Though their history was fraught with difficulties, they remained a steadfast legacy carrier in the market for years. However, after today, all flights will operate as ‘American Airlines’ branded flights, under the American Airlines operating certificate. US Airways has ceased operations. Completing another reverse-merger with the bankrupt American Airlines.
I attended the final send-off of the last US Airways flight, number 1939 (the date of the first US Airways flight) from San Francisco to Philadelphia. The flight had originally started in Charlotte and had stopped in Phoenix (the primary hubs for US Air and America West, respectively) prior to arriving here. There were balloons, buffets of food and cake, and many of the airline’s previous management. Reporters and fans lined up to get trinkets (including an inflatable hat that was designed to look like a US Air A319) and board the very last flight ‘Cactus’ flight.
There is always a distinct sadness when something ends. Whether that is the last time you’ll be a teenager, the last time you’ll eat at your favorite local restaurant, or the last time a TV show airs. The last of anything brings about feelings of remorse, regret, and a form of nostalgia. You block out all the difficult movements in a fleeting attempt to leave your last touch with something pure and untarnished.
Sitting there at the departure gate, with my back to the Delta Airlines gates, another part of my past, I stared at the flight attendants and people who made up US Airways and the new American Airlines. In a feet of incredible coincidence, I ran into an old acquaintance waiting to board a Delta red-eye, bound for Atlanta.
I smiled and chatted about shallow things: what was happening around us, airline loyalty, things we’d been working on, why I was there and details of his upcoming vacation. We sat there, him eating a cupcake and pasta from the buffet, and me with my Admirals Club drink in hand, staring at the festivities from a distance.

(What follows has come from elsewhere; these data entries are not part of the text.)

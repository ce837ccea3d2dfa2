//! Low/high hour watermarks and per-report flag counting.

use crate::roster::Person;
use std::collections::HashSet;

pub const DEFAULT_LOW_HOURS: f64 = 3.0;
pub const DEFAULT_HIGH_HOURS: f64 = 7.0;

/// Where a total falls relative to the watermarks.
#[derive(Debug, Clone, Copy, PartialEq, Eq)]
pub enum HoursClass {
    Low,
    Normal,
    High,
}

/// The pair of watermarks. Both bounds are exclusive.
#[derive(Debug, Clone, Copy, PartialEq)]
pub struct Thresholds {
    pub low: f64,
    pub high: f64,
}

impl Default for Thresholds {
    fn default() -> Self {
        Self {
            low: DEFAULT_LOW_HOURS,
            high: DEFAULT_HIGH_HOURS,
        }
    }
}

impl Thresholds {
    pub fn new(low: f64, high: f64) -> Self {
        Self { low, high }
    }

    /// High is checked first, so with `low > high` anything above both is High.
    pub fn classify(&self, hours: f64) -> HoursClass {
        if hours > self.high {
            HoursClass::High
        } else if hours < self.low {
            HoursClass::Low
        } else {
            HoursClass::Normal
        }
    }
}

/// Distinct people flagged in one report variant.
#[derive(Debug, Clone, Copy, Default, PartialEq, Eq)]
pub struct FlagCounts {
    pub low: usize,
    pub high: usize,
}

/// Classifies people and counts each flagged id once per report variant.
#[derive(Debug)]
pub struct FlagTally {
    thresholds: Thresholds,
    seen: HashSet<String>,
    counts: FlagCounts,
}

impl FlagTally {
    pub fn new(thresholds: Thresholds) -> Self {
        Self {
            thresholds,
            seen: HashSet::new(),
            counts: FlagCounts::default(),
        }
    }

    pub fn thresholds(&self) -> Thresholds {
        self.thresholds
    }

    /// Classify `person`, bumping the matching counter the first time their id is flagged.
    pub fn classify(&mut self, person: &Person) -> HoursClass {
        let class = self.thresholds.classify(person.hours());
        let counter = match class {
            HoursClass::Low => &mut self.counts.low,
            HoursClass::High => &mut self.counts.high,
            HoursClass::Normal => return class,
        };
        if self.seen.insert(person.id().to_string()) {
            *counter += 1;
        }
        class
    }

    pub fn counts(&self) -> FlagCounts {
        self.counts
    }

    /// Start a new report variant with the same watermarks.
    pub fn reset(&mut self) {
        self.seen.clear();
        self.counts = FlagCounts::default();
    }
}

#[cfg(test)]
mod tests {
    use super::*;
    use crate::roster::Roster;

    #[test]
    fn test_classify_boundaries_are_exclusive() {
        let t = Thresholds::new(3.0, 7.0);
        assert_eq!(t.classify(2.9), HoursClass::Low);
        assert_eq!(t.classify(7.1), HoursClass::High);
        assert_eq!(t.classify(5.0), HoursClass::Normal);
        assert_eq!(t.classify(3.0), HoursClass::Normal);
        assert_eq!(t.classify(7.0), HoursClass::Normal);
    }

    #[test]
    fn test_inverted_watermarks_prefer_high() {
        let t = Thresholds::new(10.0, 2.0);
        assert_eq!(t.classify(5.0), HoursClass::High);
        assert_eq!(t.classify(1.0), HoursClass::Low);
        assert_eq!(t.classify(2.0), HoursClass::Low);
    }

    #[test]
    fn test_tally_counts_each_id_once() {
        let mut roster = Roster::new();
        let low = roster.resolve("A B", "1", 1.0);
        let high = roster.resolve("C D", "2", 9.0);
        let ok = roster.resolve("E F", "3", 5.0);

        let mut tally = FlagTally::new(Thresholds::default());
        for _ in 0..3 {
            assert_eq!(tally.classify(roster.get(low).unwrap()), HoursClass::Low);
            assert_eq!(tally.classify(roster.get(high).unwrap()), HoursClass::High);
            assert_eq!(tally.classify(roster.get(ok).unwrap()), HoursClass::Normal);
        }
        assert_eq!(tally.counts(), FlagCounts { low: 1, high: 1 });

        tally.reset();
        assert_eq!(tally.counts(), FlagCounts::default());
        tally.classify(roster.get(low).unwrap());
        assert_eq!(tally.counts(), FlagCounts { low: 1, high: 0 });
    }
}
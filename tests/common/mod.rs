#![allow(dead_code)]

use std::fs;
use std::path::PathBuf;

use oddslab::config::AppConfig;
use oddslab::market::Market;
use oddslab::record::{MatchRecord, Odds};
use oddslab::strategy::StrategyBank;

pub fn fixture_path(name: &str) -> PathBuf {
    let mut path = PathBuf::from(env!("CARGO_MANIFEST_DIR"));
    path.push("tests");
    path.push("fixtures");
    path.push(name);
    path
}

pub fn read_fixture(name: &str) -> String {
    fs::read_to_string(fixture_path(name)).expect("fixture file should be readable")
}

pub fn test_config() -> AppConfig {
    AppConfig::from_toml_str(&read_fixture("test_config.toml")).expect("test config should parse")
}

pub fn test_bank() -> StrategyBank {
    StrategyBank::from_csv_reader(read_fixture("test_strategies.csv").as_bytes())
        .expect("test bank should parse")
}

/// A record with flat odds of 2.0 everywhere except the home price.
pub fn record(home: &str, odd_home: f64, score: Option<(u32, u32)>) -> MatchRecord {
    let mut values = [2.0; 10];
    values[Market::BackHome.index()] = odd_home;
    MatchRecord {
        league: "ENGLAND - PREMIER LEAGUE".to_string(),
        home: home.to_string(),
        away: format!("{home} Away"),
        time: "15:00".to_string(),
        date: None,
        odds: Odds { values },
        goals_h: score.map(|s| s.0),
        goals_a: score.map(|s| s.1),
    }
}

Back at gate 48B, half of me still felt like I should try to impress him, as you often feel with old acquaintances, show him that I was a worthwhile person that he could wish he stayed in touch with.
He wasn’t the only person that had shown that there was the world outside the darkness that I had lived in for so long. Others would come and go. Attempting to help and wake me up, show me the world outside the dark corner I inhabited. Unfortunately, I wasn’t able to understand or appreciate what they were giving me. I couldn’t accept the help. I pushed everyone away.
I couldn’t accept the help from the man sitting next to me at gate 48B, the man in the Mustang, the archivist, Ms. Shakespeare, the principal, or the director. No one could even tell me I was important and worthwhile enough for me to believe it. They all had worked so hard to help, but it wasn’t their job to keep trying to persuade me. They couldn’t keep pulling themselves down to my level, trying to help me up.
As I sit here, coming up on a year of picking up the broken pieces of who I was and trying to make something whole again, I can’t keep blaming myself. I have to forgive myself. For missing those guideposts: these real people who cared enough to try to help. For they saw something worthwhile in me, when I couldn’t. I am thankful to have a small number of real people standing around me now.
I have worked hard to break my habits formed and crystallized during my first 24 years. In a twist of an ending, I’m sad to see these traits fade away. I’m sad about the series finale. Most of all, I’m scared about what is happening next: what fills their void? There’s this whole new world around me that is starting to form.
So, as I said goodbye to the man at gate 48B, and said goodbye to US Airways flight 1939, I walked away thinking about the future: when the flight lands, at six-in-the-morning, everything around them changed.